The immediate reaction to the speech was favorable. According to a CNN/ORC snap poll, 76 percent had either a “very positive” or “somewhat positive” reaction to the State of the Union, and the president got a 17 percent bump — from 52 percent before the speech to 69 percent after — in terms of whether his policies would move the country in the right direction.

But such findings tend to be ephemeral at best. If we know one thing about the Obama era, it’s that the president can give a good speech and that it rarely makes a difference in his ability to move congressional Republicans.

“A man who entered the White House yearning for sweeping achievements finds himself five years later threatening an end run around gridlock on Capitol Hill by using executive orders, essentially acknowledging both the limits of his ability to push an agenda through Congress and the likelihood that future accomplishments would be narrow,” wrote Carl Hulse of The New York Times.

On Twitter, John Robinson, former editor of the News & Record in Greensboro, North Carolina, put it much more succinctly:

Official White House photo by Pete Souza.

How do you say ‘conservative’ in South Carolinese?

NPR’s Ailsa Chang reported earlier this week on the re-election struggles of U.S. Sen. Lindsey Graham, R-S.C., who is being challenged by right-wingers who think he’s not conservative enough. I nearly drove off the road when I heard this nugget:

Leading the pack of four Republican challengers is Lee Bright, a state senator who’s pushed legislation to ban abortion funding for victims of rape and incest. He also wants to make enforcement of the Affordable Care Act punishable by one year in jail.

“I would put my conservative record against any legislator in the country. I don’t think there’s anybody more conservative than I am,” Bright says.

Fortunately, Chang found that Graham probably doesn’t have much to worry about. Which means that even South Carolina Republicans have their limits.

Update: In other news from the far right, the Arizona Republican Party has censured Sen. John McCain for being too liberal.

‘Variable tolling’: A new way of sticking it to drivers

The Boston Globe’s editorial page today endorses a terrible idea: tolls that rise or fall depending on the time of day and the amount of traffic congestion.

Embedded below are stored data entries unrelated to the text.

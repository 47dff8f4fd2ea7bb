//! HTTP/1.1 connection options.

use typed_builder::TypedBuilder;

/// Configuration for HTTP/1.1 connections.
#[derive(TypedBuilder, Clone, Debug, Default)]
pub struct Http1Settings {
    /// Send header names in `Title-Case` instead of lowercase.
    #[builder(default = false)]
    pub title_case_headers: bool,

    /// Preserve the exact case of header names as set on the request.
    #[builder(default = true)]
    pub preserve_header_case: bool,

    /// Accept HTTP/0.9 responses.
    #[builder(default = false)]
    pub http09_responses: bool,

    /// Maximum number of response headers accepted.
    #[builder(default, setter(into))]
    pub max_headers: Option<usize>,
}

The editorial describes “variable tolling” as “a technology that keeps traffic manageable by raising prices during busy periods, thus giving drivers an incentive to use the highway at other times.”

Well, I’m fortunate enough to be able to drive off-peak most of the time, so I would be able to take advantage of those low rates. But the vast majority of drivers do not have that luxury.

Far better to improve public transportation so that people have a positive incentive to get out of their cars. Sadly, the transit system gets worse and worse. The carrot is gone, and the stick grows longer.

Want to be outraged at Obama? Here you go.

Enough about Obamacare, which will be fixed. If you would like to be outraged at our president, there’s enough in this New York Times story to keep you screaming for the rest of the week. Here’s how it begins:

Standing on the marble floor just outside the House chamber, Faisal bin Ali Jaber looked lost in the human river of hard-charging lobbyists, members of Congress and staffers. It is not every day that a victim of American drone strikes travels 7,000 miles to Washington to look for answers.

Now he stood face to face with Representative Adam B. Schiff — a California Democrat who had carved out 20 minutes between two votes on natural gas policy — to tell his story: how he watched in horror last year as drone-fired missiles incinerated his nephew and brother-in-law in a remote Yemeni village.

Neither of the victims was a member of Al Qaeda. In fact, the opposite was true. They were meeting with three Qaeda members in hopes of changing the militants’ views.

Horrible and sickening. Twelve years of war, and what has it gotten us?